A Conservação do
Uniforme Militar
Pedro Soares Branco (1)
Apesar do grande
interesse que suscita na maioria dos países
desenvolvidos, a uniformologia não tem sido, em
Portugal, motivo de grandes atenções. E, no entanto, o
uniforme é uma componente indissociável da história
militar, de grande importância para o seu estudo e
compreensão. À importância histórica do uniforme
associa-se frequentemente a importância estética, que o
torna motivo de grande atracção e leva a maioria dos
grandes museus militares do mundo a darem grande
destaque aos uniformes. Um exemplo paradigmático é o do
Musée de l’Armée, em Paris, cujas deslumbrantes
colecções exercem sobre o visitante um efeito
absolutamente esmagador. De tudo aí se encontra, desde o
esplendoroso uniforme que Napoleão Bonaparte envergou em
Marengo até ao comovente uniforme de um militar francês,
caído na Grande Guerra, que se conserva empapado com a
lama das trincheiras onde combateu e com o sangue que
derramou ao morrer.
Em
Portugal, por motivos que não cabe aqui aprofundar, a
uniformologia desligou-se quase completamente do objecto
real. Os trabalhos publicados, aliás muito escassos,
sobre uniformes militares portugueses, são geralmente
colectâneas mais ou menos estéreis dos textos e
ilustrações dos planos de uniformes. Trabalhos que se
pretendem de fundo conseguem a proeza verdadeiramente
extraordinária de não incluir, ao longo de centenas de
páginas, a imagem dum único artigo de uniforme. Por
força deste divórcio entre a teoria e a prática, muitos
uniformologistas acabam por se tornar incapazes de
analisar os objectos reais, cometendo erros de
classificação gravíssimos, incompreensivelmente aceites
e divulgados em publicações nacionais e internacionais.
Para que esta situação não se perpetue, causando danos
ainda maiores, é necessário que os uniformologistas
abandonem as suas “torres de marfim” e se dediquem aos
objectos ainda existentes… e não apenas a textos e
ilustrações.
Porquê, então, conservar? Sem dúvida, pelo interesse
histórico: para preservar a nossa memória colectiva e
poder deixá-la às próximas gerações.
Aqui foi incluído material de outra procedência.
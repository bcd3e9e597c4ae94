use crate::session::result::ResultEntry;

/// Storage key for the best WPM ever recorded (a bare JSON integer).
pub const BEST_WPM_KEY: &str = "best_wpm";

/// Storage key for the leaderboard (a JSON array of [`ResultEntry`]).
pub const LEADERBOARD_KEY: &str = "leaderboard";

/// Maximum number of leaderboard entries kept.
pub const LEADERBOARD_CAP: usize = 50;

pub fn parse_best_wpm(raw: &str) -> serde_json::Result<u32> {
    serde_json::from_str(raw)
}

/// Parse the stored leaderboard. The document must be a JSON array; entries
/// inside it that do not parse are skipped so one bad row cannot wipe the rest.
pub fn parse_leaderboard(raw: &str) -> serde_json::Result<Vec<ResultEntry>> {
    let rows: Vec<serde_json::Value> = serde_json::from_str(raw)?;
    let total = rows.len();
    let entries: Vec<ResultEntry> = rows
        .into_iter()
        .filter_map(|row| serde_json::from_value(row).ok())
        .collect();
    if entries.len() < total {
        tracing::warn!(
            skipped = total - entries.len(),
            kept = entries.len(),
            "dropped malformed leaderboard entries"
        );
    }
    Ok(entries)
}

pub fn leaderboard_to_json(entries: &[ResultEntry]) -> serde_json::Result<String> {
    serde_json::to_string_pretty(entries)
}

/// Best WPM first; among equal WPM the most recent run wins.
pub fn sort_leaderboard(entries: &mut Vec<ResultEntry>) {
    entries.sort_by(|a, b| b.wpm.cmp(&a.wpm).then_with(|| b.date.cmp(&a.date)));
    entries.truncate(LEADERBOARD_CAP);
}

#[cfg(test)]
mod tests {
    use super::*;

    fn entry(wpm: u32, date: &str) -> ResultEntry {
        ResultEntry {
            wpm,
            accuracy: 100,
            time: 1.0,
            date: date.parse().unwrap(),
        }
    }

    #[test]
    fn test_best_wpm_accepts_bare_integer() {
        assert_eq!(parse_best_wpm("73").unwrap(), 73);
        assert_eq!(parse_best_wpm(" 73\n").unwrap(), 73);
        assert!(parse_best_wpm("-4").is_err());
        assert!(parse_best_wpm("fast").is_err());
    }

    #[test]
    fn test_leaderboard_rejects_garbage() {
        assert!(parse_leaderboard("{not json").is_err());
        assert!(parse_leaderboard(r#"{"wpm": 3}"#).is_err());
        assert!(parse_leaderboard("[]").unwrap().is_empty());
    }

    #[test]
    fn test_leaderboard_skips_only_bad_rows() {
        let raw = r#"[
            {"wpm": 61, "accuracy": 97, "time": 4.1, "date": "2024-03-02T08:00:00Z"},
            {"wpm": 55, "accuracy": 90, "time": 5.0, "date": "last tuesday"},
            {"wpm": "fast"},
            {"wpm": 48, "accuracy": 88, "time": 6.3, "date": "2024-03-01T08:00:00.250Z"}
        ]"#;
        let entries = parse_leaderboard(raw).unwrap();
        let wpms: Vec<u32> = entries.iter().map(|e| e.wpm).collect();
        assert_eq!(wpms, vec![61, 48]);
    }

    #[test]
    fn test_sort_orders_by_wpm_then_newest() {
        let mut entries = vec![
            entry(40, "2024-01-01T00:00:00Z"),
            entry(60, "2024-01-01T00:00:00Z"),
            entry(40, "2024-02-01T00:00:00Z"),
        ];
        sort_leaderboard(&mut entries);
        let order: Vec<(u32, u32)> = entries
            .iter()
            .map(|e| (e.wpm, chrono::Datelike::month(&e.date)))
            .collect();
        assert_eq!(order, vec![(60, 1), (40, 2), (40, 1)]);
    }

    #[test]
    fn test_sort_truncates_to_cap() {
        let mut entries: Vec<ResultEntry> = (0..70)
            .map(|i| entry(i, "2024-01-01T00:00:00Z"))
            .collect();
        sort_leaderboard(&mut entries);
        assert_eq!(entries.len(), LEADERBOARD_CAP);
        assert_eq!(entries[0].wpm, 69);
        assert_eq!(entries[LEADERBOARD_CAP - 1].wpm, 20);
    }
}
Mas também pelo
interesse estético (figura 1), pois a beleza dos
uniformes portugueses, que rivaliza com a dos seus
congéneres europeus, merece ser conhecida e divulgada.
Conservar os uniformes permite também “ler melhor” a
legislação, apreciando as disparidades entre o que foi
legislado e o que efectivamente se utilizou e percebendo
as diferenças atribuíveis à qualidade de fabrico (figura
2). Se a conservação é importante face a textos
ilustrados (figura 3), essa importância torna-se
decisiva quando o texto não contém ilustrações. Nesses
casos (que são muitos!), apenas a confrontação entre o
texto e o objecto permite a compreensão global de ambos
(figura 4). A preservação duma adequada visão de
conjunto depende também, largamente, da preservação dos
objectos: tome-se, por exemplo, uma espada. Se tiver
ainda o seu talim e o seu fiador, a identificação destes
objectos poderá ser fácil (figura 5); separe-se o
conjunto e a identificação poderá tornar-se impossível.
Preservar os objectos permite, em suma, sistematizar e
comparar (figura 6).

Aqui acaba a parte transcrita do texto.